> **Prompt**:
Only the lines below, from the one with "assert!(log2_ratio(&[f64::NAN], &[5.0]).is_nan());" through the one with "let b = [1.0, 2.0, f64::NAN];", are to be written out, exactly.

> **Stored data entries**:
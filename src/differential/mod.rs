//! Differential statistics against a reference experiment.
//!
//! For every (identifier, experiment) pair the log2 ratio of mean abundance
//! against the reference experiment is computed together with a two-sided
//! t-test p-value. Pairs are independent and are evaluated in parallel; the
//! FDR correction is a barrier that runs per experiment once all of its
//! p-values are known.

mod samples;

pub use samples::{ratio_values, significance_samples};

use crate::aggregate::{group_rows, GroupColumn, KeyPart, ReplicateValue};
use crate::correct::CorrectionMethod;
use crate::data::{DifferentialResult, DifferentialResultSet};
use crate::error::{QuantError, Result};
use crate::test::{t_test, VarianceModel};
use rayon::prelude::*;
use serde::{Deserialize, Serialize};
use std::collections::{BTreeMap, BTreeSet};

/// Settings of the differential step.
#[derive(Debug, Clone, PartialEq, Serialize, Deserialize)]
pub struct DifferentialConfig {
    /// Reference experiment every other experiment is compared to.
    pub reference: String,
    /// Variance assumption of the t-test.
    pub variance: VarianceModel,
    /// Use technical replicates as separate significance samples.
    pub include_technical: bool,
    /// FDR procedure applied per experiment.
    pub correction: CorrectionMethod,
    /// Compare pairs that still contain missing replicate values, using
    /// only the defined ones. Off unless missing values were imputed.
    #[serde(default)]
    pub keep_incomplete: bool,
}

impl DifferentialConfig {
    /// Create a config with default test settings.
    pub fn new(reference: &str) -> Self {
        Self {
            reference: reference.to_string(),
            variance: VarianceModel::default(),
            include_technical: false,
            correction: CorrectionMethod::default(),
            keep_incomplete: false,
        }
    }
}

/// log2 of the ratio of means; NaN unless both means are positive.
pub fn log2_ratio(experiment: &[f64], reference: &[f64]) -> f64 {
    match (positive_mean(experiment), positive_mean(reference)) {
        (Some(e), Some(r)) => (e / r).log2(),
        _ => f64::NAN,
    }
}

fn positive_mean(values: &[f64]) -> Option<f64> {
    let finite: Vec<f64> = values.iter().copied().filter(|v| v.is_finite()).collect();
    if finite.is_empty() {
        return None;
    }
    let mean = finite.iter().sum::<f64>() / finite.len() as f64;
    (mean > 0.0).then_some(mean)
}

/// Compare every experiment against the configured reference.
///
/// Pairs whose experiment is the reference are not reported. Identifiers
/// without reference values still yield a row with undefined statistics, as
/// do pairs with a missing replicate value on either side unless
/// `keep_incomplete` is set.
pub fn differential(values: &[ReplicateValue], config: &DifferentialConfig) -> Result<DifferentialResultSet> {
    let groups = group_rows(values, &[GroupColumn::Identifier, GroupColumn::Experiment]);

    let reference_part = KeyPart::Text(config.reference.clone());
    let experiments: BTreeSet<&KeyPart> = groups.keys().filter_map(|k| k.get(1)).collect();
    if !experiments.contains(&reference_part) {
        return Err(QuantError::InvalidParameter(format!(
            "Reference experiment '{}' not found in data",
            config.reference
        )));
    }

    // identifier -> experiment -> members
    let mut by_id: BTreeMap<&KeyPart, BTreeMap<&KeyPart, &[&ReplicateValue]>> = BTreeMap::new();
    for (key, members) in &groups {
        if let [id, exp] = key.as_slice() {
            by_id.entry(id).or_default().insert(exp, members.as_slice());
        }
    }

    let tasks: Vec<(&KeyPart, &KeyPart, &[&ReplicateValue], &[&ReplicateValue])> = by_id
        .iter()
        .flat_map(|(id, per_exp)| {
            let reference: &[&ReplicateValue] = per_exp.get(&reference_part).copied().unwrap_or(&[]);
            per_exp
                .iter()
                .filter(|(exp, _)| ***exp != reference_part)
                .map(move |(exp, members)| (*id, *exp, *members, reference))
        })
        .collect();

    let mut results: Vec<DifferentialResult> = tasks
        .into_par_iter()
        .map(|(id, exp, members, reference)| compare_pair(&id.to_string(), &exp.to_string(), members, reference, config))
        .collect();

    apply_correction(&mut results, config.correction);

    let n_undefined = results.iter().filter(|r| !r.has_ratio()).count();
    tracing::info!(
        pairs = results.len(),
        undefined = n_undefined,
        reference = %config.reference,
        "computed differential statistics"
    );
    Ok(DifferentialResultSet::new(results))
}

fn compare_pair(
    identifier: &str,
    experiment: &str,
    members: &[&ReplicateValue],
    reference: &[&ReplicateValue],
    config: &DifferentialConfig,
) -> DifferentialResult {
    if !config.keep_incomplete && members.iter().chain(reference).any(|v| !v.is_valid()) {
        tracing::debug!(identifier, experiment, "missing replicate value, pair excluded");
        return DifferentialResult::undefined(identifier, experiment, &config.reference);
    }

    let log2 = log2_ratio(&ratio_values(members), &ratio_values(reference));

    let exp_samples = significance_samples(members, config.include_technical);
    let ref_samples = significance_samples(reference, config.include_technical);
    let test = t_test(&exp_samples, &ref_samples, config.variance);

    if !test.is_defined() {
        tracing::debug!(identifier, experiment, n_exp = exp_samples.len(), n_ref = ref_samples.len(), "p-value undefined");
    }

    DifferentialResult {
        log2_ratio: log2,
        p_value: test.p_value,
        n_experiment: exp_samples.len(),
        n_reference: ref_samples.len(),
        ..DifferentialResult::undefined(identifier, experiment, &config.reference)
    }
}

/// Correct p-values per experiment. All p-values of an experiment must be
/// present before this runs.
fn apply_correction(results: &mut [DifferentialResult], method: CorrectionMethod) {
    let mut by_exp: BTreeMap<String, Vec<usize>> = BTreeMap::new();
    for (i, r) in results.iter().enumerate() {
        by_exp.entry(r.experiment.clone()).or_default().push(i);
    }
    for indices in by_exp.values() {
        let p: Vec<f64> = indices.iter().map(|&i| results[i].p_value).collect();
        for (&i, q) in indices.iter().zip(method.apply(&p)) {
            results[i].fdr = q;
        }
    }
}

#[cfg(test)]
mod tests {
    use super::*;
    use approx::assert_relative_eq;

    fn values(id: &str, exp: &str, vals: &[f64]) -> Vec<ReplicateValue> {
        vals.iter()
            .enumerate()
            .map(|(i, &v)| ReplicateValue::new(id, exp, i as u32 + 1, 1, v))
            .collect()
    }

    #[test]
    fn test_log2_ratio_basic() {
        assert_relative_eq!(log2_ratio(&[10.0, 10.0, 10.0], &[5.0, 5.0, 5.0]), 1.0, epsilon = 1e-12);
        assert!(log2_ratio(&[f64::NAN], &[5.0]).is_nan());
        assert!(log2_ratio(&[0.0], &[5.0]).is_nan());
        assert!(log2_ratio(&[], &[5.0]).is_nan());
    }

    #[test]
    fn test_log2_ratio_inverse_and_self() {
        let a = [3.0, 7.5, 12.0];
        let b = [1.0, 2.0, f64::NAN];
        assert_relative_eq!(log2_ratio(&a, &b), -log2_ratio(&b, &a), epsilon = 1e-12);
        assert_eq!(log2_ratio(&a, &a), 0.0);
    }

    #[test]
    fn test_reference_is_excluded() {
        let mut data = values("x1", "E0", &[5.0, 5.0, 5.0]);
        data.extend(values("x1", "E1", &[10.0, 10.0, 10.0]));
        let set = differential(&data, &DifferentialConfig::new("E0")).unwrap();

        assert_eq!(set.len(), 1);
        let r = &set.results[0];
        assert_eq!(r.experiment, "E1");
        assert_eq!(r.reference, "E0");
        assert_relative_eq!(r.log2_ratio, 1.0, epsilon = 1e-12);
        assert_eq!(r.p_value, 0.0);
        assert_eq!(r.fdr, 0.0);
    }

    #[test]
    fn test_unknown_reference() {
        let data = values("x1", "E1", &[1.0, 2.0]);
        assert!(differential(&data, &DifferentialConfig::new("E0")).is_err());
    }

    #[test]
    fn test_missing_reference_side_is_undefined() {
        let mut data = values("x1", "E0", &[5.0, 6.0]);
        data.extend(values("x1", "E1", &[10.0, 11.0]));
        data.extend(values("x2", "E1", &[10.0, 11.0]));
        data.extend(values("x2", "E0", &[f64::NAN, f64::NAN]));
        let set = differential(&data, &DifferentialConfig::new("E0")).unwrap();

        let x2 = set.iter().find(|r| r.identifier == "x2").unwrap();
        assert!(x2.log2_ratio.is_nan());
        assert!(x2.p_value.is_nan());
        assert!(x2.fdr.is_nan());
        assert_eq!(x2.n_reference, 0);
    }

    #[test]
    fn test_partly_missing_pair_is_undefined() {
        let mut data = values("x1", "E0", &[5.0, 5.0, f64::NAN]);
        data.extend(values("x1", "E1", &[10.0, 10.0, 10.0]));

        let set = differential(&data, &DifferentialConfig::new("E0")).unwrap();
        assert_eq!(set.len(), 1);
        assert!(!set.results[0].has_ratio());
        assert!(set.results[0].p_value.is_nan());

        let config = DifferentialConfig {
            keep_incomplete: true,
            ..DifferentialConfig::new("E0")
        };
        let set = differential(&data, &config).unwrap();
        let r = &set.results[0];
        assert_relative_eq!(r.log2_ratio, 1.0, epsilon = 1e-12);
        assert_eq!(r.n_reference, 2);
    }

    #[test]
    fn test_fdr_is_per_experiment() {
        let mut data = Vec::new();
        for (i, id) in ["a", "b", "c"].iter().enumerate() {
            let shift = i as f64;
            data.extend(values(id, "E0", &[5.0, 6.0, 7.0]));
            data.extend(values(id, "E1", &[6.0 + shift, 8.0 + shift, 7.0 + shift]));
            data.extend(values(id, "E2", &[50.0, 61.0, 70.0]));
        }
        let set = differential(&data, &DifferentialConfig::new("E0")).unwrap();
        assert_eq!(set.len(), 6);

        for exp in ["E1", "E2"] {
            let rows: Vec<_> = set.iter().filter(|r| r.experiment == exp).collect();
            let p: Vec<f64> = rows.iter().map(|r| r.p_value).collect();
            let q = crate::correct::correct_bh(&p);
            for (r, expected) in rows.iter().zip(q) {
                assert_relative_eq!(r.fdr, expected, epsilon = 1e-12);
            }
        }
    }
}
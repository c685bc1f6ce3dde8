//! Serializable run configuration.

use crate::correct::CorrectionMethod;
use crate::data::{IdLevel, LinkType, Schema};
use crate::error::{QuantError, Result};
use crate::filter::{ViolationMode, DEFAULT_LIGHT_HEAVY_THRESHOLD};
use crate::impute::ImputeStrategy;
use crate::normalize::NormalizationMode;
use crate::test::VarianceModel;
use serde::{Deserialize, Serialize};
use std::path::Path;

/// Everything a quantification run needs besides its input tables.
#[derive(Debug, Clone, PartialEq, Serialize, Deserialize)]
#[serde(default)]
pub struct QuantConfig {
    /// Column names of input and output tables.
    pub schema: Schema,
    /// Identifier granularity.
    pub level: IdLevel,
    /// Keep only this link type.
    pub link_type: Option<LinkType>,
    /// Keep only these experiments (plus the reference).
    pub experiments: Option<Vec<String>>,
    /// Reference experiment; the first experiment of the input when unset.
    pub reference_experiment: Option<String>,
    /// Missing-value imputation; disabled when unset.
    pub impute: Option<ImputeStrategy>,
    /// Use technical replicates as separate significance samples.
    pub include_technical: bool,
    /// Normalization passes, applied in order.
    pub normalization: Vec<NormalizationMode>,
    /// Violation checks whose failures are removed.
    pub violations: Vec<ViolationMode>,
    /// Absolute light/heavy log2 ratio band.
    pub light_heavy_threshold: f64,
    pub variance: VarianceModel,
    pub correction: CorrectionMethod,
    /// Cell value read as a missing measurement.
    pub missing_token: String,
    /// Keep result rows whose log2 ratio is undefined.
    pub keep_undefined: bool,
}

impl Default for QuantConfig {
    fn default() -> Self {
        Self {
            schema: Schema::default(),
            level: IdLevel::default(),
            link_type: None,
            experiments: None,
            reference_experiment: None,
            impute: None,
            include_technical: false,
            normalization: vec![NormalizationMode::PerExperimentDefault],
            violations: vec![ViolationMode::LightHeavyRatio, ViolationMode::PipelineType],
            light_heavy_threshold: DEFAULT_LIGHT_HEAVY_THRESHOLD,
            variance: VarianceModel::default(),
            correction: CorrectionMethod::default(),
            missing_token: "-".to_string(),
            keep_undefined: false,
        }
    }
}

impl QuantConfig {
    /// Load from YAML string.
    pub fn from_yaml(yaml: &str) -> Result<Self> {
        let config: Self = serde_yaml::from_str(yaml)?;
        config.validate()?;
        Ok(config)
    }

    /// Save to YAML string.
    pub fn to_yaml(&self) -> Result<String> {
        serde_yaml::to_string(self).map_err(QuantError::from)
    }

    /// Load from a YAML file.
    pub fn from_file<P: AsRef<Path>>(path: P) -> Result<Self> {
        Self::from_yaml(&std::fs::read_to_string(path)?)
    }

    /// Check value ranges that serde cannot express.
    pub fn validate(&self) -> Result<()> {
        if !(self.light_heavy_threshold.is_finite() && self.light_heavy_threshold >= 0.0) {
            return Err(QuantError::InvalidParameter(format!(
                "light_heavy_threshold must be a non-negative number, got {}",
                self.light_heavy_threshold
            )));
        }
        if let Some(ImputeStrategy::Floor { value }) = self.impute {
            if !(value.is_finite() && value > 0.0) {
                return Err(QuantError::InvalidParameter("Imputation floor must be positive".to_string()));
            }
        }
        if self.missing_token.is_empty() {
            return Err(QuantError::InvalidParameter("missing_token must not be empty".to_string()));
        }
        Ok(())
    }
}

> **Solved exercise**:
        assert!(log2_ratio(&[f64::NAN], &[5.0]).is_nan());
        assert!(log2_ratio(&[0.0], &[5.0]).is_nan());
        assert!(log2_ratio(&[], &[5.0]).is_nan());
    }

    #[test]
    fn test_log2_ratio_inverse_and_self() {
        let a = [3.0, 7.5, 12.0];
        let b = [1.0, 2.0, f64::NAN];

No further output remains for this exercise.